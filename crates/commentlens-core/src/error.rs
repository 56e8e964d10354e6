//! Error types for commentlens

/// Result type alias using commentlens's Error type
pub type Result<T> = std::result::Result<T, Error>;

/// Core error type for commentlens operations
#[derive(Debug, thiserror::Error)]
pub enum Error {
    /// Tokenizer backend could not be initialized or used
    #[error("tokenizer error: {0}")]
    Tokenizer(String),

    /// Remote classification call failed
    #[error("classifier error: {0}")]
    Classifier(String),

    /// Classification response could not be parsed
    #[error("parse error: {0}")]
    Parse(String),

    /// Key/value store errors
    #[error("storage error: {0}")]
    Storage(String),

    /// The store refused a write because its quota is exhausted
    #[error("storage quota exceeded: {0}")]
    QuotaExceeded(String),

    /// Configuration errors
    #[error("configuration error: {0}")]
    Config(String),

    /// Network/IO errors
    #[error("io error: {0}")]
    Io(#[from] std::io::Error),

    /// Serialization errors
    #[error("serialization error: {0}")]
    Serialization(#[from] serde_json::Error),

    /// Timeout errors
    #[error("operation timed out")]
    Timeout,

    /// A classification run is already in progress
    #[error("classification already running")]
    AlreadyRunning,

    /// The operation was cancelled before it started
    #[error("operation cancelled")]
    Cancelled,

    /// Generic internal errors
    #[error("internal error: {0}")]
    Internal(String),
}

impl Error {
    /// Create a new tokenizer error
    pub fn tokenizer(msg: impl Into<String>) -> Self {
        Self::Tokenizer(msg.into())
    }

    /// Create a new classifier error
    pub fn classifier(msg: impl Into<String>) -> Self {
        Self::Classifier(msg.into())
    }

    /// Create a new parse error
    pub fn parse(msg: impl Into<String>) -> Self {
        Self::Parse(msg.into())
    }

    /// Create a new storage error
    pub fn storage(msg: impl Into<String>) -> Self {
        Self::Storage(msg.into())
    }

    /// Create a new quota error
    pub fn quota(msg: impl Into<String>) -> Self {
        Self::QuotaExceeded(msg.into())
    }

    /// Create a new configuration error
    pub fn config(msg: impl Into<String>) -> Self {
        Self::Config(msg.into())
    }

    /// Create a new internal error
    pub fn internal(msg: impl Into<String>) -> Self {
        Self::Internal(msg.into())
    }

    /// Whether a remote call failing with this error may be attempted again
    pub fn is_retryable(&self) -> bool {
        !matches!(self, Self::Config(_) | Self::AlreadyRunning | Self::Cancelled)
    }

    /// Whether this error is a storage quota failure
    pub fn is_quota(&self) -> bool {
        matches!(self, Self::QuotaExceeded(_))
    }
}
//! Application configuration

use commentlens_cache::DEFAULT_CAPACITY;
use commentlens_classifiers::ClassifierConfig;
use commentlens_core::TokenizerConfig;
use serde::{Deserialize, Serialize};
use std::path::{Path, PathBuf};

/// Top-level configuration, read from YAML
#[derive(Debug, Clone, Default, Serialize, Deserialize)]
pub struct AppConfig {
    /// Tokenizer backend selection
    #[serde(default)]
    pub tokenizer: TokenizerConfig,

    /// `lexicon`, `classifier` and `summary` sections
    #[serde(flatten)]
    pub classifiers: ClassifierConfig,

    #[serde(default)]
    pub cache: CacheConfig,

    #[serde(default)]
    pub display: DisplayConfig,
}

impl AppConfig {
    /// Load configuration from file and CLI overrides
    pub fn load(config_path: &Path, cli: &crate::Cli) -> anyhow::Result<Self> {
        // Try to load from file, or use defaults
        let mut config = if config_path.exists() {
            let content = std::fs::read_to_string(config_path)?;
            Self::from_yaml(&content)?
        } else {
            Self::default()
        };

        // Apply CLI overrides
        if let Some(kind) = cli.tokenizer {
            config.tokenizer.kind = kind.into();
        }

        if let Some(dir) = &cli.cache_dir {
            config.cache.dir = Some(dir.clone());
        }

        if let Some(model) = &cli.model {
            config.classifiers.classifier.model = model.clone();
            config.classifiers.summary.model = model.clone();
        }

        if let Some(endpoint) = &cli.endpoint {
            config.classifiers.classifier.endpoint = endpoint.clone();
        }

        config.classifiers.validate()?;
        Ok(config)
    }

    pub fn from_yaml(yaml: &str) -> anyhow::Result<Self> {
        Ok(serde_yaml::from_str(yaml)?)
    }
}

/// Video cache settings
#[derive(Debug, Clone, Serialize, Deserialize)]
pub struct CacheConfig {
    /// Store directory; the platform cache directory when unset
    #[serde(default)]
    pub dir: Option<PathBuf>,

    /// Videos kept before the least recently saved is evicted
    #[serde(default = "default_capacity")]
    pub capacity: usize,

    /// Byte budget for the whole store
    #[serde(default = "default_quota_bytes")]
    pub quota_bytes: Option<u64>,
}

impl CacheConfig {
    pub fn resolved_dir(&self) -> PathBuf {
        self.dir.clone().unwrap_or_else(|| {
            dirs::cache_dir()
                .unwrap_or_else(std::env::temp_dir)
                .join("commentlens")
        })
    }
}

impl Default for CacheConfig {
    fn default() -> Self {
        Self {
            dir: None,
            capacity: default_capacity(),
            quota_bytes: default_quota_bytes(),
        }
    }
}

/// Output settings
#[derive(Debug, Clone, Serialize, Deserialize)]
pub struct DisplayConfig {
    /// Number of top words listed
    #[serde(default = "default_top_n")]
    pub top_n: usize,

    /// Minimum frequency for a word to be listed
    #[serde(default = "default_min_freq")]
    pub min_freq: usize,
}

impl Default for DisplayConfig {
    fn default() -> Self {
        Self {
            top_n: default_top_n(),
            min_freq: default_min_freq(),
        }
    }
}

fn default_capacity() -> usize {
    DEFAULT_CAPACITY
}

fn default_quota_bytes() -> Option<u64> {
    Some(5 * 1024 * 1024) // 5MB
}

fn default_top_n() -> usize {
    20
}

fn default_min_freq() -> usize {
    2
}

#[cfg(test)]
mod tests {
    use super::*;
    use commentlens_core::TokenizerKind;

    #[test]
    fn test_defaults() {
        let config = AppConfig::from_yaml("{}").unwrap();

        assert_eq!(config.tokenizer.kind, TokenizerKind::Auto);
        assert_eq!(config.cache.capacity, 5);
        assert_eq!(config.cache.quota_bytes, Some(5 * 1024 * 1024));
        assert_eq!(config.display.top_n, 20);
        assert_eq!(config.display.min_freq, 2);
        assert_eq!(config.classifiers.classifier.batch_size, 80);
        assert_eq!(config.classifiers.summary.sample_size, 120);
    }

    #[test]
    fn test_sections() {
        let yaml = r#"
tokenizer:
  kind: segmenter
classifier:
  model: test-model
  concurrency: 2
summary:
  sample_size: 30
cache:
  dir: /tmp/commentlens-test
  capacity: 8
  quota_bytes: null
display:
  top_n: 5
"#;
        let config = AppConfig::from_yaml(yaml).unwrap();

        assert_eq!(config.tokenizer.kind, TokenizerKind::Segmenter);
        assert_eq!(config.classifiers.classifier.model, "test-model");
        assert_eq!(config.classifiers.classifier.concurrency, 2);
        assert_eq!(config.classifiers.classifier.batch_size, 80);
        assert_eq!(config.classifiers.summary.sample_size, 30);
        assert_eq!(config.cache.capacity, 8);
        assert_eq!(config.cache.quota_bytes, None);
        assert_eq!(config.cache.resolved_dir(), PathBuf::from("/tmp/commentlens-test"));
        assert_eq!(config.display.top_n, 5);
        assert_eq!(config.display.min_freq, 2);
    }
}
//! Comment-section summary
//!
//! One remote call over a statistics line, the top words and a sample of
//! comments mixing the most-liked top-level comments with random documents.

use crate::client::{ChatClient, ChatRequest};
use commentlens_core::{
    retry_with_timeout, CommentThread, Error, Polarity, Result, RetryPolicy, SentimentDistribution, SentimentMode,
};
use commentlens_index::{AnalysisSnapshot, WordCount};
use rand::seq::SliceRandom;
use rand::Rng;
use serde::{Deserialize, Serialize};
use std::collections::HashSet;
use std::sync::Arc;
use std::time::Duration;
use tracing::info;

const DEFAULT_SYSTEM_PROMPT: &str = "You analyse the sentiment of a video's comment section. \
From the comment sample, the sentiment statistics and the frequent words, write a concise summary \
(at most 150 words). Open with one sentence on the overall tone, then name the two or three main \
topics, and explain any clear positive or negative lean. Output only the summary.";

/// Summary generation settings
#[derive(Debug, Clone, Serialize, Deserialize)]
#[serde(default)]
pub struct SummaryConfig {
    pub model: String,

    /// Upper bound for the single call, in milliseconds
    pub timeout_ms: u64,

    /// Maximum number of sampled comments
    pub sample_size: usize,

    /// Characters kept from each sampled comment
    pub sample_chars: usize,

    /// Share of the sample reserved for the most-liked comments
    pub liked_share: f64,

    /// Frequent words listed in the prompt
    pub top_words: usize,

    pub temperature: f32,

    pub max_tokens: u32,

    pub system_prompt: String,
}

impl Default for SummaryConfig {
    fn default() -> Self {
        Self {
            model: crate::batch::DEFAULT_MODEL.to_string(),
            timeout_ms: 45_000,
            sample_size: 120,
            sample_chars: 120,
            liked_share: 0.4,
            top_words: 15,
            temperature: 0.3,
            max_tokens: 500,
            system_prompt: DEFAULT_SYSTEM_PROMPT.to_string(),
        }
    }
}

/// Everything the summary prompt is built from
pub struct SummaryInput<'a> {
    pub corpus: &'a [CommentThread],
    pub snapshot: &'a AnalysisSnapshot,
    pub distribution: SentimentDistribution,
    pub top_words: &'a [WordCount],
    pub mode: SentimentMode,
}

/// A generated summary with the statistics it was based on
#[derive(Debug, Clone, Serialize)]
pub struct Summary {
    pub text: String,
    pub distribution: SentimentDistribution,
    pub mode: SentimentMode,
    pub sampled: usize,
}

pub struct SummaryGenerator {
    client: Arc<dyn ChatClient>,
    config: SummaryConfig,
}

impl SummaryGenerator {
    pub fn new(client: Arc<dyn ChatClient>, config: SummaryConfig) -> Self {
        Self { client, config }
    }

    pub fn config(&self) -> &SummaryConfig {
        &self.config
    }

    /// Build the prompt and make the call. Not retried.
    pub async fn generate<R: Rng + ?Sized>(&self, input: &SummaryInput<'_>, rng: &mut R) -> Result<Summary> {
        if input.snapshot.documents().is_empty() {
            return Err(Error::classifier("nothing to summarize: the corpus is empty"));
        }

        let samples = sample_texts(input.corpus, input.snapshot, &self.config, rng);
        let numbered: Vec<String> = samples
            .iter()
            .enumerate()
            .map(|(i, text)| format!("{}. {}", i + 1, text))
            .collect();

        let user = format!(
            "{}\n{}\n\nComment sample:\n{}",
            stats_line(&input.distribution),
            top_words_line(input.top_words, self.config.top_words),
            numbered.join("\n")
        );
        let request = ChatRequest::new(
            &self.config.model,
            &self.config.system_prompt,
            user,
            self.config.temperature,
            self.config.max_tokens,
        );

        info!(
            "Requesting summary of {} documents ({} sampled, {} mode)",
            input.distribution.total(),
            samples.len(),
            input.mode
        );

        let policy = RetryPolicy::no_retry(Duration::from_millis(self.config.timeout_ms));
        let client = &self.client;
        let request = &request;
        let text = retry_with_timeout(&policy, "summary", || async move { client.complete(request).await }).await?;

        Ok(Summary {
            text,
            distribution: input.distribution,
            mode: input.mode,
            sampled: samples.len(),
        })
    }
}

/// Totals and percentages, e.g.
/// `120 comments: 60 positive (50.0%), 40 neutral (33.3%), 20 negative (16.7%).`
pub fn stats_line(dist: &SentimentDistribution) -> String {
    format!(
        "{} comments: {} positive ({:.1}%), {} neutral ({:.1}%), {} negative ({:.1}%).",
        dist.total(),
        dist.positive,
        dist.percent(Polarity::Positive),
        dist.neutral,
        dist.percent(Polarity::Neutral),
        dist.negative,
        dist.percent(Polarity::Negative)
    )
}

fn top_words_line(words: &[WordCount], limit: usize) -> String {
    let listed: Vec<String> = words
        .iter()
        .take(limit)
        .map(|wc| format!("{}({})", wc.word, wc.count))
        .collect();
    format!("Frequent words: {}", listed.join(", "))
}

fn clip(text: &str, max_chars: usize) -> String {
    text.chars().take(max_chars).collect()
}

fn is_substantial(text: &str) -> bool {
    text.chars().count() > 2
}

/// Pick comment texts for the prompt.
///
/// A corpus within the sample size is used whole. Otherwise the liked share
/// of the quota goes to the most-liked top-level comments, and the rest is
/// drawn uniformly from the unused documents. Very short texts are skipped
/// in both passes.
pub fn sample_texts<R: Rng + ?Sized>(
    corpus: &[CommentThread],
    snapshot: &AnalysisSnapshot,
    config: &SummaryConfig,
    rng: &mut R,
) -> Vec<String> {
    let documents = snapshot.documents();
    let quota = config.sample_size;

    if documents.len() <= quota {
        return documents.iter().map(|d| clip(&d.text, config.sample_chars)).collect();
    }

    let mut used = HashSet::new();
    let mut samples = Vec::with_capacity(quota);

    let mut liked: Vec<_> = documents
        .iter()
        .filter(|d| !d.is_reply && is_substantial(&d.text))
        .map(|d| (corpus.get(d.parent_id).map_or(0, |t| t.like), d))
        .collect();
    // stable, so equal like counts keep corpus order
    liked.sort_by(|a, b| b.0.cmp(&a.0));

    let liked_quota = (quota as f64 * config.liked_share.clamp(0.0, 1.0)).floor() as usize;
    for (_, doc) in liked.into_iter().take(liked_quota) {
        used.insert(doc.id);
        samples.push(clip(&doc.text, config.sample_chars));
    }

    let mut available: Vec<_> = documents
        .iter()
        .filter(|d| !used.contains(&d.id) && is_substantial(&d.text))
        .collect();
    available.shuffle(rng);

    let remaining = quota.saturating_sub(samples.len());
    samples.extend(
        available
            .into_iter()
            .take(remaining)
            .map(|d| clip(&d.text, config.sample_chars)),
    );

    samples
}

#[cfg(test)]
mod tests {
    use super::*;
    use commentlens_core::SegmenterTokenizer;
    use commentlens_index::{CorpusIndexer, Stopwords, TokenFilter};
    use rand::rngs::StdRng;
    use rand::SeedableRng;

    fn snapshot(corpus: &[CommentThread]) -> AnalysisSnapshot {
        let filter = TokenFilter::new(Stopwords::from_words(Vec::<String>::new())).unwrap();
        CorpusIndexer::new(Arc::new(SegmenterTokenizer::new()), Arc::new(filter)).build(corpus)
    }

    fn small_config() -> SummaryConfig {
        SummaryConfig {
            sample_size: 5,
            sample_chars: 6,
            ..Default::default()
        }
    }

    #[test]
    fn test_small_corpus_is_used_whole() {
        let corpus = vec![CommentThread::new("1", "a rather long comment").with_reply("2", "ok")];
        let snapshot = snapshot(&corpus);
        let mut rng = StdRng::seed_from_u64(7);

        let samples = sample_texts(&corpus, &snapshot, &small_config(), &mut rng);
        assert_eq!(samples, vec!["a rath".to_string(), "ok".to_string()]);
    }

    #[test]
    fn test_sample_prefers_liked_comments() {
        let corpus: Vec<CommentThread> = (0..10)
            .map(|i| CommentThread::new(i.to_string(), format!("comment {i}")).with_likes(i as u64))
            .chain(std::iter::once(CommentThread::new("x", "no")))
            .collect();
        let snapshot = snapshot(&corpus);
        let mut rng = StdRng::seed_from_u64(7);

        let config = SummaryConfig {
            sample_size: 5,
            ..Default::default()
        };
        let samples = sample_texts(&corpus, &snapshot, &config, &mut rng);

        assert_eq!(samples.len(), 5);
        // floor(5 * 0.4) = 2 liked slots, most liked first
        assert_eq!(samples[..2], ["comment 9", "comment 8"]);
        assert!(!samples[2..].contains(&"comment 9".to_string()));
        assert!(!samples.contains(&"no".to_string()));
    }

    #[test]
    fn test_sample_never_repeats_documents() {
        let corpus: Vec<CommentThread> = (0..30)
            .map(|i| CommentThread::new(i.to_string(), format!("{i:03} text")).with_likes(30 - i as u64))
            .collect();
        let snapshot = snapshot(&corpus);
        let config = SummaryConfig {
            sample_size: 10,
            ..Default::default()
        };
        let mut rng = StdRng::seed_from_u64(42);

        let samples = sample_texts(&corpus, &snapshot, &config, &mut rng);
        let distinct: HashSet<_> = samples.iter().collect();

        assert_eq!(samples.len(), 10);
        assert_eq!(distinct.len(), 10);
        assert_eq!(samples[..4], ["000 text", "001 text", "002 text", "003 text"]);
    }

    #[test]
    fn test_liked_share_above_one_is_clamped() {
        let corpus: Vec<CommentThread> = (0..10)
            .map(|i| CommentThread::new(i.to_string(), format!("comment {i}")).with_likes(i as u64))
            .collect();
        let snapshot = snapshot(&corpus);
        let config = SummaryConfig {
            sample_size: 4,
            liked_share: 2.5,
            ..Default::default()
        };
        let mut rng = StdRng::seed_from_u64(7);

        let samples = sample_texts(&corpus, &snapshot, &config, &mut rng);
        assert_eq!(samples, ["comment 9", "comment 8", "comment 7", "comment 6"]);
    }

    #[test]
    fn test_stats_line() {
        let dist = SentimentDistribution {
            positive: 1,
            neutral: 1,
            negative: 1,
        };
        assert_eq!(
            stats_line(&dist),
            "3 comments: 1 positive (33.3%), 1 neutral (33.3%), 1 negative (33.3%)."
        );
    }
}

=== About this exercise ===
Pull out every line of the records above that contains the word "return".

=== Task output ===
            return Err(Error::classifier("nothing to summarize: the corpus is empty"));
        return documents.iter().map(|d| clip(&d.text, config.sample_chars)).collect();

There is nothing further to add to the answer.